The expected output is a verbatim reprint of the lines from the beginning of the data that follows through the line that contains "errors still propagate.".

SUPPLIED INFORMATION
========================================

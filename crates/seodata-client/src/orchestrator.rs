//! Submit-then-poll orchestration for long-running provider tasks.
//!
//! State machine: `Submitting -> Polling -> {Completed, TimedOut, SubmissionFailed}`.
//!
//! The poll loop sleeps between attempts and stops on the first status other
//! than `processing`, or when the wait budget is spent. A hard deadline of
//! `max_wait + interval + request timeout` is raced against the whole loop
//! so a stalled poll cannot hold the caller past its budget. Submission failure and
//! timeout are returned as [`TaskOutcome`] values, not errors: the caller can
//! resume polling by task id. Transport and HTTP errors still propagate.

use std::fmt;
use std::time::Duration;

use serde_json::{json, Value};
use tokio::sync::mpsc::UnboundedSender;
use tokio::time::Instant;
use tracing::{debug, info, warn};

use crate::error::ClientResult;
use crate::executor::{ApiRequest, OperationResult, RequestExecutor};

/// Status value meaning the task is still running.
pub const PENDING_STATUS: &str = "processing";

/// Hard bounds applied to caller-supplied poll settings.
#[derive(Debug, Clone, Copy, PartialEq, Eq)]
pub struct PollLimits {
    pub min_interval: Duration,
    pub max_interval: Duration,
    pub min_wait: Duration,
    pub max_wait: Duration,
}

impl Default for PollLimits {
    fn default() -> Self {
        Self {
            min_interval: Duration::from_secs(1),
            max_interval: Duration::from_secs(30),
            min_wait: Duration::from_secs(10),
            max_wait: Duration::from_secs(600),
        }
    }
}

/// Validated poll interval and wait budget.
#[derive(Debug, Clone, Copy, PartialEq, Eq)]
pub struct PollOptions {
    interval: Duration,
    max_wait: Duration,
}

impl Default for PollOptions {
    fn default() -> Self {
        Self {
            interval: Duration::from_secs(5),
            max_wait: Duration::from_secs(300),
        }
    }
}

impl PollOptions {
    /// Clamp both values into `limits`. Out-of-range input is logged, never trusted.
    pub fn clamped(interval: Duration, max_wait: Duration, limits: &PollLimits) -> Self {
        let clamped_interval = interval.clamp(limits.min_interval, limits.max_interval);
        let clamped_wait = max_wait.clamp(limits.min_wait, limits.max_wait);
        if clamped_interval != interval || clamped_wait != max_wait {
            warn!(
                requested_interval_ms = interval.as_millis() as u64,
                requested_max_wait_ms = max_wait.as_millis() as u64,
                interval_ms = clamped_interval.as_millis() as u64,
                max_wait_ms = clamped_wait.as_millis() as u64,
                "Poll options clamped to bounds"
            );
        }
        Self {
            interval: clamped_interval,
            max_wait: clamped_wait,
        }
    }

    pub fn interval(&self) -> Duration {
        self.interval
    }

    pub fn max_wait(&self) -> Duration {
        self.max_wait
    }
}

/// Observational progress notification.
#[derive(Debug, Clone, PartialEq, Eq)]
pub struct ProgressEvent {
    pub progress: u8,
    pub total: u8,
    pub message: String,
}

impl ProgressEvent {
    pub fn new(progress: u8, message: impl Into<String>) -> Self {
        Self {
            progress: progress.min(100),
            total: 100,
            message: message.into(),
        }
    }
}

/// Receiver of progress events.
///
/// Called inline from the poll loop: implementations must not block and must
/// not panic. Release builds abort on panic, so a panicking sink takes the
/// process down with it.
pub trait ProgressSink: Send + Sync {
    fn emit(&self, event: ProgressEvent);
}

/// Discards every event.
#[derive(Debug, Clone, Copy, Default)]
pub struct NoopProgress;

impl ProgressSink for NoopProgress {
    fn emit(&self, _event: ProgressEvent) {}
}

/// Forwards events into an unbounded channel; a closed channel is ignored.
#[derive(Debug, Clone)]
pub struct ChannelProgress {
    tx: UnboundedSender<ProgressEvent>,
}

impl ChannelProgress {
    pub fn new(tx: UnboundedSender<ProgressEvent>) -> Self {
        Self { tx }
    }
}

impl ProgressSink for ChannelProgress {
    fn emit(&self, event: ProgressEvent) {
        let _ = self.tx.send(event);
    }
}

/// Keeps emitted progress monotonically non-decreasing.
struct ProgressReporter<'a> {
    sink: &'a dyn ProgressSink,
    last: u8,
}

impl<'a> ProgressReporter<'a> {
    fn new(sink: &'a dyn ProgressSink) -> Self {
        Self { sink, last: 0 }
    }

    fn report(&mut self, progress: u8, message: impl Into<String>) {
        self.last = self.last.max(progress.min(100));
        self.sink.emit(ProgressEvent::new(self.last, message));
    }
}

/// Orchestrator phases, used in logs and outcome rendering.
#[derive(Debug, Clone, Copy, PartialEq, Eq)]
pub enum TaskPhase {
    Submitting,
    Polling,
    Completed,
    TimedOut,
    SubmissionFailed,
}

impl fmt::Display for TaskPhase {
    fn fmt(&self, f: &mut fmt::Formatter<'_>) -> fmt::Result {
        match self {
            Self::Submitting => write!(f, "submitting"),
            Self::Polling => write!(f, "polling"),
            Self::Completed => write!(f, "completed"),
            Self::TimedOut => write!(f, "timeout"),
            Self::SubmissionFailed => write!(f, "submission_failed"),
        }
    }
}

/// Terminal result of an orchestrated task.
#[derive(Debug, Clone, PartialEq)]
pub enum TaskOutcome {
    Completed {
        task_id: String,
        attempts: u32,
        elapsed: Duration,
        payload: OperationResult,
    },
    TimedOut {
        task_id: String,
        attempts: u32,
        elapsed: Duration,
        last_status: Option<String>,
    },
    SubmissionFailed {
        reason: String,
        response: OperationResult,
    },
}

impl TaskOutcome {
    pub fn phase(&self) -> TaskPhase {
        match self {
            Self::Completed { .. } => TaskPhase::Completed,
            Self::TimedOut { .. } => TaskPhase::TimedOut,
            Self::SubmissionFailed { .. } => TaskPhase::SubmissionFailed,
        }
    }

    pub fn task_id(&self) -> Option<&str> {
        match self {
            Self::Completed { task_id, .. } | Self::TimedOut { task_id, .. } => Some(task_id),
            Self::SubmissionFailed { .. } => None,
        }
    }

    /// Render as the single text payload returned to callers.
    pub fn into_result(self) -> OperationResult {
        let phase = self.phase().to_string();
        let value = match self {
            Self::Completed {
                task_id,
                attempts,
                elapsed,
                payload,
            } => json!({
                "status": phase,
                "task_id": task_id,
                "attempts": attempts,
                "elapsed_ms": elapsed.as_millis() as u64,
                "result": payload.json().unwrap_or(Value::String(payload.text)),
            }),
            Self::TimedOut {
                task_id,
                attempts,
                elapsed,
                last_status,
            } => json!({
                "status": phase,
                "task_id": task_id,
                "attempts": attempts,
                "elapsed_ms": elapsed.as_millis() as u64,
                "last_status": last_status,
                "message": format!(
                    "Task {} did not finish within {}s. Fetch its results later using the task id.",
                    task_id,
                    elapsed.as_secs()
                ),
            }),
            Self::SubmissionFailed { reason, response } => json!({
                "status": phase,
                "message": reason,
                "response": response.json().unwrap_or(Value::String(response.text)),
            }),
        };
        OperationResult::from_json(&value)
    }
}

#[derive(Debug, Default)]
struct PollState {
    attempts: u32,
    last_status: Option<String>,
}

/// Runs submit-and-wait tasks on top of a [`RequestExecutor`].
#[derive(Debug, Clone)]
pub struct TaskOrchestrator {
    executor: RequestExecutor,
}

impl TaskOrchestrator {
    pub fn new(executor: RequestExecutor) -> Self {
        Self { executor }
    }

    pub fn executor(&self) -> &RequestExecutor {
        &self.executor
    }

    /// Submit `submit`, then poll `poll(task_id)` until the task leaves
    /// `processing` or `options.max_wait()` elapses.
    pub async fn run<P>(
        &self,
        submit: ApiRequest,
        poll: P,
        options: PollOptions,
        progress: &dyn ProgressSink,
    ) -> ClientResult<TaskOutcome>
    where
        P: Fn(&str) -> ApiRequest + Send + Sync,
    {
        let mut reporter = ProgressReporter::new(progress);
        let started = Instant::now();

        debug!(phase = %TaskPhase::Submitting, path = %submit.path, "Submitting task");
        reporter.report(0, "Creating task");
        let submitted = self.executor.execute_request(submit).await?;

        let Some(task_id) = submitted.json().as_ref().and_then(extract_task_id) else {
            warn!(phase = %TaskPhase::SubmissionFailed, "Submission response has no task id");
            return Ok(TaskOutcome::SubmissionFailed {
                reason: "Task submission returned no task id".to_string(),
                response: submitted,
            });
        };

        info!(phase = %TaskPhase::Polling, task_id = %task_id, "Task created");
        reporter.report(10, format!("Task {} created, waiting for results", task_id));

        let mut state = PollState::default();
        // The last poll may start just before the budget ends, after one more interval.
        let hard_deadline = started
            + options.max_wait()
            + options.interval()
            + self.executor.config().timeout();
        let polled = tokio::time::timeout_at(
            hard_deadline,
            self.poll_until_done(&task_id, &poll, options, started, &mut reporter, &mut state),
        )
        .await;

        let elapsed = started.elapsed();
        match polled {
            Ok(Ok(Some(payload))) => {
                info!(
                    phase = %TaskPhase::Completed,
                    task_id = %task_id,
                    attempts = state.attempts,
                    elapsed_ms = elapsed.as_millis() as u64,
                    "Task completed"
                );
                reporter.report(100, "Done");
                Ok(TaskOutcome::Completed {
                    task_id,
                    attempts: state.attempts,
                    elapsed,
                    payload,
                })
            }
            Ok(Err(e)) => Err(e),
            Ok(Ok(None)) | Err(_) => {
                warn!(
                    phase = %TaskPhase::TimedOut,
                    task_id = %task_id,
                    attempts = state.attempts,
                    elapsed_ms = elapsed.as_millis() as u64,
                    "Task still processing when wait budget ran out"
                );
                reporter.report(100, "Timed out waiting for task");
                Ok(TaskOutcome::TimedOut {
                    task_id,
                    attempts: state.attempts,
                    elapsed,
                    last_status: state.last_status,
                })
            }
        }
    }

    /// Returns `Some(payload)` on completion, `None` when the budget is spent.
    async fn poll_until_done<P>(
        &self,
        task_id: &str,
        poll: &P,
        options: PollOptions,
        started: Instant,
        reporter: &mut ProgressReporter<'_>,
        state: &mut PollState,
    ) -> ClientResult<Option<OperationResult>>
    where
        P: Fn(&str) -> ApiRequest + Send + Sync,
    {
        let budget_ms = options.max_wait().as_millis().max(1);

        while started.elapsed() < options.max_wait() {
            tokio::time::sleep(options.interval()).await;
            state.attempts += 1;

            let result = self.executor.execute_request(poll(task_id)).await?;
            let status = result.json().as_ref().and_then(task_status);
            debug!(task_id = %task_id, attempt = state.attempts, status = ?status, "Polled task");

            let elapsed_ms = started.elapsed().as_millis();
            let scaled = 10 + (80 * elapsed_ms / budget_ms).min(80) as u8;
            reporter.report(
                scaled,
                format!(
                    "Attempt {}: task {} is {}",
                    state.attempts,
                    task_id,
                    status.as_deref().unwrap_or("ready")
                ),
            );

            let pending = status
                .as_deref()
                .is_some_and(|s| s.eq_ignore_ascii_case(PENDING_STATUS));
            state.last_status = status;
            if !pending {
                return Ok(Some(result));
            }
        }

        Ok(None)
    }
}

/// Task id from the first element of the submission's task list.
///
/// Accepts a bare array or an object with a `tasks` array; the id may be
/// under `id` or `task_id`, as a string or a number.
pub fn extract_task_id(response: &Value) -> Option<String> {
    let first = match response {
        Value::Array(items) => items.first(),
        Value::Object(map) => map.get("tasks").and_then(Value::as_array)?.first(),
        _ => None,
    }?;

    ["id", "task_id"]
        .iter()
        .find_map(|key| match first.get(*key) {
            Some(Value::String(s)) if !s.trim().is_empty() => Some(s.trim().to_string()),
            Some(Value::Number(n)) => Some(n.to_string()),
            _ => None,
        })
}

/// Status field of a poll response (object, or first element of an array).
pub fn task_status(response: &Value) -> Option<String> {
    let target = match response {
        Value::Array(items) => items.first()?,
        other => other,
    };
    target
        .get("status")
        .and_then(Value::as_str)
        .map(str::to_string)
}
//! SE Ranking data MCP server library.
//!
//! Provides the [`server::SeoDataMcpServer`] MCP handler and tool parameter
//! types. Used by the `seodata-mcp` binary and by integration tests.

pub mod auth;
pub mod progress;
pub mod server;
pub mod tools;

========================================

TASK ANSWER
filename crates/seodata-client/src/orchestrator.rs
//! Submit-then-poll orchestration for long-running provider tasks.
//!
//! State machine: `Submitting -> Polling -> {Completed, TimedOut, SubmissionFailed}`.
//!
//! The poll loop sleeps between attempts and stops on the first status other
//! than `processing`, or when the wait budget is spent. A hard deadline of
//! `max_wait + interval + request timeout` is raced against the whole loop
//! so a stalled poll cannot hold the caller past its budget. Submission failure and
//! timeout are returned as [`TaskOutcome`] values, not errors: the caller can
//! resume polling by task id. Transport and HTTP errors still propagate.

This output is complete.